Se ne va con lui un pezzo di storia barese, quella satolla dell’ostentazione, delle feste, delle mazzette, della bellavita. Francesco Cavallari è morto a Santo Domingo con nel cuore la spina della nostalgia. Per Bari, ad esempio, in cui non era ancora mai riuscito a tornare, poi anche per le sue cose perdute: il potere, i soldi, i sentimenti.
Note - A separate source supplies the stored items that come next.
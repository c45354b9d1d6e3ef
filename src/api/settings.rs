use std::collections::BTreeMap;

use actix_web::{HttpResponse, Responder, web};
use serde::Deserialize;
use serde_json::json;
use sqlx::MySqlPool;
use tracing::{error, info};
use utoipa::ToSchema;

use crate::auth::auth::AuthUser;
use crate::db::ensure_settings_table;
use crate::model::settings::{
    CHECK_IN_KEY, CHECK_OUT_KEY, DEFAULT_CHECK_IN, DEFAULT_CHECK_OUT, WorkHours,
};
use crate::utils::time::parse_hhmm;

const CHECK_IN_DESCRIPTION: &str = "Jam masuk yang diharapkan (format HH:mm)";
const CHECK_OUT_DESCRIPTION: &str = "Jam pulang yang diharapkan (format HH:mm)";

#[derive(Deserialize, ToSchema)]
pub struct UpdateSettings {
    #[schema(example = "08:00")]
    pub jam_masuk: Option<String>,
    #[schema(example = "17:00")]
    pub jam_pulang: Option<String>,
}

async fn upsert_setting(
    pool: &MySqlPool,
    key: &str,
    value: &str,
    description: &str,
    overwrite: bool,
) -> Result<(), sqlx::Error> {
    let sql = if overwrite {
        "INSERT INTO settings (setting_key, setting_value, description) VALUES (?, ?, ?) \
         ON DUPLICATE KEY UPDATE setting_value = VALUES(setting_value)"
    } else {
        "INSERT INTO settings (setting_key, setting_value, description) VALUES (?, ?, ?) \
         ON DUPLICATE KEY UPDATE setting_value = setting_value"
    };

    sqlx::query(sql)
        .bind(key)
        .bind(value)
        .bind(description)
        .execute(pool)
        .await?;
    Ok(())
}

async fn fetch_settings(pool: &MySqlPool) -> Result<BTreeMap<String, String>, sqlx::Error> {
    let rows = sqlx::query_as::<_, (String, String)>(
        "SELECT setting_key, setting_value FROM settings",
    )
    .fetch_all(pool)
    .await?;
    Ok(rows.into_iter().collect())
}

/// Work hours for reporting; unset or malformed values fall back to defaults.
pub async fn load_work_hours(pool: &MySqlPool) -> Result<WorkHours, sqlx::Error> {
    let settings = fetch_settings(pool).await?;
    let defaults = WorkHours::default();

    Ok(WorkHours {
        check_in: settings
            .get(CHECK_IN_KEY)
            .and_then(|v| parse_hhmm(v))
            .unwrap_or(defaults.check_in),
        check_out: settings
            .get(CHECK_OUT_KEY)
            .and_then(|v| parse_hhmm(v))
            .unwrap_or(defaults.check_out),
    })
}

/// Get settings
#[utoipa::path(
    get,
    path = "/api/settings",
    responses(
        (status = 200, description = "All settings as a key/value object", body = Object, example = json!({
            "jam_masuk": "08:00",
            "jam_pulang": "17:00"
        })),
        (status = 500, description = "Internal server error")
    ),
    tag = "Settings"
)]
pub async fn get_settings(pool: web::Data<MySqlPool>) -> actix_web::Result<impl Responder> {
    let internal = |e: sqlx::Error| {
        error!(error = %e, "Failed to load settings");
        actix_web::error::ErrorInternalServerError("Internal Server Error")
    };

    ensure_settings_table(pool.get_ref()).await.map_err(internal)?;
    let mut settings = fetch_settings(pool.get_ref()).await.map_err(internal)?;

    for (key, default, description) in [
        (CHECK_IN_KEY, DEFAULT_CHECK_IN, CHECK_IN_DESCRIPTION),
        (CHECK_OUT_KEY, DEFAULT_CHECK_OUT, CHECK_OUT_DESCRIPTION),
    ] {
        if !settings.contains_key(key) {
            upsert_setting(pool.get_ref(), key, default, description, false)
                .await
                .map_err(internal)?;
            settings.insert(key.to_string(), default.to_string());
        }
    }

    Ok(HttpResponse::Ok().json(settings))
}

/// Update expected check-in/check-out times
#[utoipa::path(
    put,
    path = "/api/settings",
    request_body = UpdateSettings,
    responses(
        (status = 200, description = "Settings updated", body = Object, example = json!({
            "message": "Settings updated successfully"
        })),
        (status = 400, description = "Time is not HH:MM"),
        (status = 401, description = "Unauthorized"),
        (status = 403, description = "Forbidden")
    ),
    security(("bearer_auth" = [])),
    tag = "Settings"
)]
pub async fn update_settings(
    auth: AuthUser,
    pool: web::Data<MySqlPool>,
    payload: web::Json<UpdateSettings>,
) -> actix_web::Result<impl Responder> {
    auth.require_admin()?;

    let updates = [
        (CHECK_IN_KEY, payload.jam_masuk.as_deref(), CHECK_IN_DESCRIPTION),
        (CHECK_OUT_KEY, payload.jam_pulang.as_deref(), CHECK_OUT_DESCRIPTION),
    ];

    for (key, value, _) in &updates {
        if let Some(value) = value {
            if parse_hhmm(value).is_none() {
                return Ok(HttpResponse::BadRequest().json(json!({
                    "message": format!("{} must use HH:MM format", key)
                })));
            }
        }
    }

    for (key, value, description) in updates {
        let Some(value) = value else { continue };
        upsert_setting(pool.get_ref(), key, value.trim(), description, true)
            .await
            .map_err(|e| {
                error!(error = %e, key, "Failed to update setting");
                actix_web::error::ErrorInternalServerError("Internal Server Error")
            })?;
        info!(key, value, user_id = auth.user_id, "Setting updated");
    }

    Ok(HttpResponse::Ok().json(json!({
        "message": "Settings updated successfully"
    })))
}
Uno squalo, un benefattore, un santo, un demonio. Chi può dire realmente chi sia stato Cicci? Un uomo venuto dal basso, diciamo, per semplificare. Informatore farmaceutico che aveva imparato a bussare alle porte col sorriso, a incassare rifiuti e a riprovare. E riprovare. Un’arte, quella di chiedere e comunque, infine, ottenere. Esportala su vasta scala ed ecco che nascono una decina di splendide cliniche private e un tesoro da 350 miliardi di lire (almeno quelli trovati e sequestrati). Tra i beni che lo Stato gli tolse, anche la favolosa villa in uno dei più bei viali alberati di Bari.
Ogni mattina - siamo nei primi anni Novanta - decine di persone aspettavano che Cavallari uscisse dal cancello, a bordo dell’auto ovviamente con tanto di autista. Era un assalto quotidiano: madri che chiedevano un lavoro per i propri figli, disoccupati, ragazzi, anziani. Questa era l'immagine pubblica, l’uomo che sapeva aiutare le persone in difficoltà, che assumeva in modo generoso e autentico. Poi scoprivi che tra i suoi 4.200 dipendenti (tanti, vero?) c’erano figli, fratelli e padri dei peggio criminali di Bari.
E generoso lo era anche con assessori e politici, con colletti bianchi, amici, conoscenti & affini. Il perno di un sistema di malaffare, secondo la magistratura ad esempio, ma anche il terminale del malaffare barese che in quegli anni Novanta imbastiva trame di formidabile arricchimento. Una città spregiudicata capace, in quegli anni, di incendiare un teatro, di lottizzare aree verdi, di edificare a due passi dal mare, di scegliere la classe politica e i professori universitari.
Eppure, come spesso si è detto, quel teorema sulle commistioni tra affari, crimine e politica si è sciolto al sole dei Tribunali e delle Corti d’Appello. Quand’anche sia riuscito a tenere i due gradi di giudizio, a scioglierlo ci hanno pensato i giudici della Suprema Corte. Possiamo dunque giungere alla conclusione che Cavallari sia stato una vittima del sistema giudiziario? Molti lo affermano. I suoi segreti, di fatto, se ne sono andati con lui. Ma al di là delle verità processuali e quelle di un’inchiesta durissima da portare avanti nel porto delle nebbie , a distanza di quasi trent’anni, dai cassetti salta fuori una lettera che l’imprenditore scrisse dal Centro clinico di Pisa dove era in regime detentivo, ad Alberto Maritati, autore di quella inchiesta. Una lettera nella quale annuncia la volontà di collaborare con le indagini, di fare i nomi, di svelare il sistema. Una lettera che lascia a bocca aperta non già per le esplosive rivelazioni che Cavallari si appresta a fare, quanto per l’amarezza che trasuda.
«Tutti hanno preso le distanze» si legge tra l’altro. E in un apparente innocuo post scriptum, la descrizione di tutta la sua sofferenza. Fisica e morale: «La prego di evitarmi il viaggio in ambulanza o in cellulare per cui è una vera tortura. Il viaggio di sabato è stato allucinante. Se non sono crepato vuol dire che il Signore pensa a me, a tutto il bene che ho fatto ricevendo in cambio solo indifferenza alla mia tragedia che sto vivendo».